Hm, this looks like a dynamic solution which would need reprocessing
every day - probably nice to have as well, but not exactly what
/I/ was looking for. I don't know what the others might prefer...
I was more thinking of a static thing for long term archiving -
so it can still be used in ten (or maybe twenty) years from
now (by then it may have some value for historical researches):
A number of archives each containing one year's contents (OD1997.ZIP,
OD1998.ZIP, etc.) - preferably as plain ASCII text files in a suitable
(DOS 8.3 SFN) directory structure inside. Maybe - for the current year -
also archives with one month' worth each (OD200207.ZIP etc.).
> The worst case is when someone uses "download for offline viewing"
> and ends up with a dozen copies of each of the thousands of emails
> because they ended up following links for *all* the download options.
At the moment I receive individual mails and weekly digests, but
I choosed digests only to make archiving easier under Windows (as
it's difficult to make plain ASCII copies of mails under Windows,
and the database itself is in a binary format - who knows if you
can still find a program being able to read OE 5.5 databases in
a few years, I doubt it... ;-)
The long term solution is to save all important stuff as plain
ASCII files, not in any proprietary formats. Would such archives
be available, I would no longer need the weekly digests.
So, at least in my case, the availability of archives would actually
help to cut down the traffic (once I would have downloaded all the
archives with old stuff, but this would be a one-timer).
> Plus, zip is a bad choice for compression. .tar.bz2 would give
> a much smaller total file size. But that's harder to use in a
> non-unix environment.
That's true. But I would still opt for .ZIP because this is the most
common archive format under DOS/Windows, and it is also available
on virtually all other platforms. Another good archiver is RAR, but
since this format is not as widely established, I would not bother
storing long term stuff as .RAR. The TAR archivers I have seen
for DOS were cumbersome at best, so this is a good thing for Unix,
but not for DOS. Again, for long term archiving I would always
choose DOS .ZIP as the least common denominator.
To cut down the resulting archive size you could use "solid"
compresssion by first combining the stuff into a single file
with zero compression, and then compress this file with maximum
compression. With PKZIP 2.50 for DOS (my default archiver, although
definitely not the most intuitive solution) it would look like:
PKZIP INARC.ZIP *.* -n -e0 -r -p
PKZIP OUTARC.ZIP INARC.ZIP -n -exx
instead of
PKZIP OUTARC.ZIP *.* -n -exx -r -p
For text files this gives a significantly better total compression
ratio than using -exx right from the start.
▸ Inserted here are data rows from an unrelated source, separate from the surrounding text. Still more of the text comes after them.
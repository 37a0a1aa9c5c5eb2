use redb::{ReadableTable, WriteTransaction};

use super::db::{Database, DatabaseError};
use super::models::{FileQuery, FilePatch, FileRecord};
use super::tables::*;

impl Database {
    // ========================================================================
    // File operations
    // ========================================================================

    /// Store a file record and update the folder index
    pub fn put_file(&self, file: &FileRecord) -> Result<(), DatabaseError> {
        debug_assert!(!file.id.is_empty(), "file id must not be empty");

        let write_txn = self.begin_write()?;
        {
            // Replacing a record that moved folders must drop the stale index entry
            let previous_parent: Option<String> = {
                let table = write_txn.open_table(FILES)?;
                let result = match table.get(file.id.as_str())? {
                    Some(data) => {
                        let old: FileRecord = rmp_serde::from_slice(data.value())?;
                        old.parent_folder_id
                    }
                    None => None,
                };
                result
            };
            if previous_parent != file.parent_folder_id {
                if let Some(ref old) = previous_parent {
                    index_remove(&write_txn, old, &file.id)?;
                }
            }

            let mut table = write_txn.open_table(FILES)?;
            let data = rmp_serde::to_vec_named(file)?;
            table.insert(file.id.as_str(), data.as_slice())?;
            drop(table);

            if let Some(ref folder_id) = file.parent_folder_id {
                index_add(&write_txn, folder_id, &file.id)?;
            }
        }
        write_txn.commit()?;
        Ok(())
    }

    /// Get a file by its UUID
    pub fn get_file(&self, id: &str) -> Result<Option<FileRecord>, DatabaseError> {
        let read_txn = self.begin_read()?;
        let table = read_txn.open_table(FILES)?;

        match table.get(id)? {
            Some(data) => {
                let file: FileRecord = rmp_serde::from_slice(data.value())?;
                Ok(Some(file))
            }
            None => Ok(None),
        }
    }

    /// Get all files directly inside a folder
    pub fn get_files_in_folder(&self, folder_id: &str) -> Result<Vec<FileRecord>, DatabaseError> {
        let read_txn = self.begin_read()?;
        let index = read_txn.open_table(FOLDER_FILES)?;
        let files_table = read_txn.open_table(FILES)?;

        let file_ids: Vec<String> = match index.get(folder_id)? {
            Some(data) => rmp_serde::from_slice(data.value())?,
            None => return Ok(Vec::new()),
        };

        let mut files = Vec::new();
        for file_id in file_ids {
            if let Some(data) = files_table.get(file_id.as_str())? {
                let file: FileRecord = rmp_serde::from_slice(data.value())?;
                files.push(file);
            }
        }

        Ok(files)
    }

    /// Delete a file by its UUID and clean up the folder index
    pub fn delete_file(&self, id: &str) -> Result<bool, DatabaseError> {
        let write_txn = self.begin_write()?;

        let parent: Option<Option<String>> = {
            let table = write_txn.open_table(FILES)?;
            let result = match table.get(id)? {
                Some(data) => {
                    let file: FileRecord = rmp_serde::from_slice(data.value())?;
                    Some(file.parent_folder_id)
                }
                None => None,
            };
            result
        };

        let deleted = match parent {
            Some(parent_folder_id) => {
                {
                    let mut table = write_txn.open_table(FILES)?;
                    table.remove(id)?;
                }
                if let Some(ref folder_id) = parent_folder_id {
                    index_remove(&write_txn, folder_id, id)?;
                }
                true
            }
            None => false,
        };

        write_txn.commit()?;
        Ok(deleted)
    }

    /// Apply a partial update. Returns the updated record, or `None` if the file doesn't exist.
    pub fn update_file(
        &self,
        id: &str,
        patch: &FilePatch,
    ) -> Result<Option<FileRecord>, DatabaseError> {
        let write_txn = self.begin_write()?;

        let existing = {
            let table = write_txn.open_table(FILES)?;
            let result = match table.get(id)? {
                Some(data) => {
                    let file: FileRecord = rmp_serde::from_slice(data.value())?;
                    Some(file)
                }
                None => None,
            };
            result
        };

        if patch.is_empty() {
            write_txn.abort()?;
            return Ok(existing);
        }

        let updated = match existing {
            Some(mut file) => {
                let old_parent = file.parent_folder_id.clone();
                patch.apply_to(&mut file);

                if old_parent != file.parent_folder_id {
                    if let Some(ref old) = old_parent {
                        index_remove(&write_txn, old, id)?;
                    }
                    if let Some(ref new) = file.parent_folder_id {
                        index_add(&write_txn, new, id)?;
                    }
                }

                let serialized = rmp_serde::to_vec_named(&file)?;
                let mut table = write_txn.open_table(FILES)?;
                table.insert(id, serialized.as_slice())?;
                Some(file)
            }
            None => None,
        };

        write_txn.commit()?;
        Ok(updated)
    }

    pub fn get_all_files(&self) -> Result<Vec<FileRecord>, DatabaseError> {
        let read_txn = self.begin_read()?;
        let table = read_txn.open_table(FILES)?;

        let mut files = Vec::new();
        for result in table.iter()? {
            let (_, value) = result?;
            let file: FileRecord = rmp_serde::from_slice(value.value())?;
            files.push(file);
        }

        Ok(files)
    }

    /// Evaluate a predicate query, using the folder index when a folder is named
    pub fn query_files(&self, query: &FileQuery) -> Result<Vec<FileRecord>, DatabaseError> {
        let candidates = match query.parent_folder_id {
            Some(Some(ref folder_id)) => self.get_files_in_folder(folder_id)?,
            _ => self.get_all_files()?,
        };

        Ok(candidates
            .into_iter()
            .filter(|f| query.matches(f))
            .collect())
    }
}

fn index_add(txn: &WriteTransaction, folder_id: &str, file_id: &str) -> Result<(), DatabaseError> {
    let mut index = txn.open_table(FOLDER_FILES)?;
    let existing: Option<Vec<String>> = {
        let result = match index.get(folder_id)? {
            Some(data) => Some(rmp_serde::from_slice(data.value())?),
            None => None,
        };
        result
    };
    let mut file_ids = existing.unwrap_or_default();

    if !file_ids.iter().any(|fid| fid == file_id) {
        file_ids.push(file_id.to_string());
        let data = rmp_serde::to_vec_named(&file_ids)?;
        index.insert(folder_id, data.as_slice())?;
    }
    Ok(())
}

fn index_remove(
    txn: &WriteTransaction,
    folder_id: &str,
    file_id: &str,
) -> Result<(), DatabaseError> {
    let mut index = txn.open_table(FOLDER_FILES)?;
    let existing: Option<Vec<String>> = {
        let result = match index.get(folder_id)? {
            Some(data) => Some(rmp_serde::from_slice(data.value())?),
            None => None,
        };
        result
    };

    if let Some(mut ids) = existing {
        ids.retain(|fid| fid != file_id);
        if ids.is_empty() {
            index.remove(folder_id)?;
        } else {
            let data = rmp_serde::to_vec_named(&ids)?;
            index.insert(folder_id, data.as_slice())?;
        }
    }
    Ok(())
}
If the ZIP file viewer
in the Norton Commander should be usable (I think, it should), it
is important to *not* use any long filenames but plain 8.3 format,
and to store all filenames with *uppercased* letters, as filenames
with lowcase letters won't be accepted.
Greetings,
Matthias
--
<mailto:Matthias DOT Paul AT post DOT rwth-aachen DOT de>; <mailto:mpaul AT drdos DOT org>
http://www.uni-bonn.de/~uzs180/mpdokeng.html; http://mpaul.drdos.org
"Programs are poems for computers."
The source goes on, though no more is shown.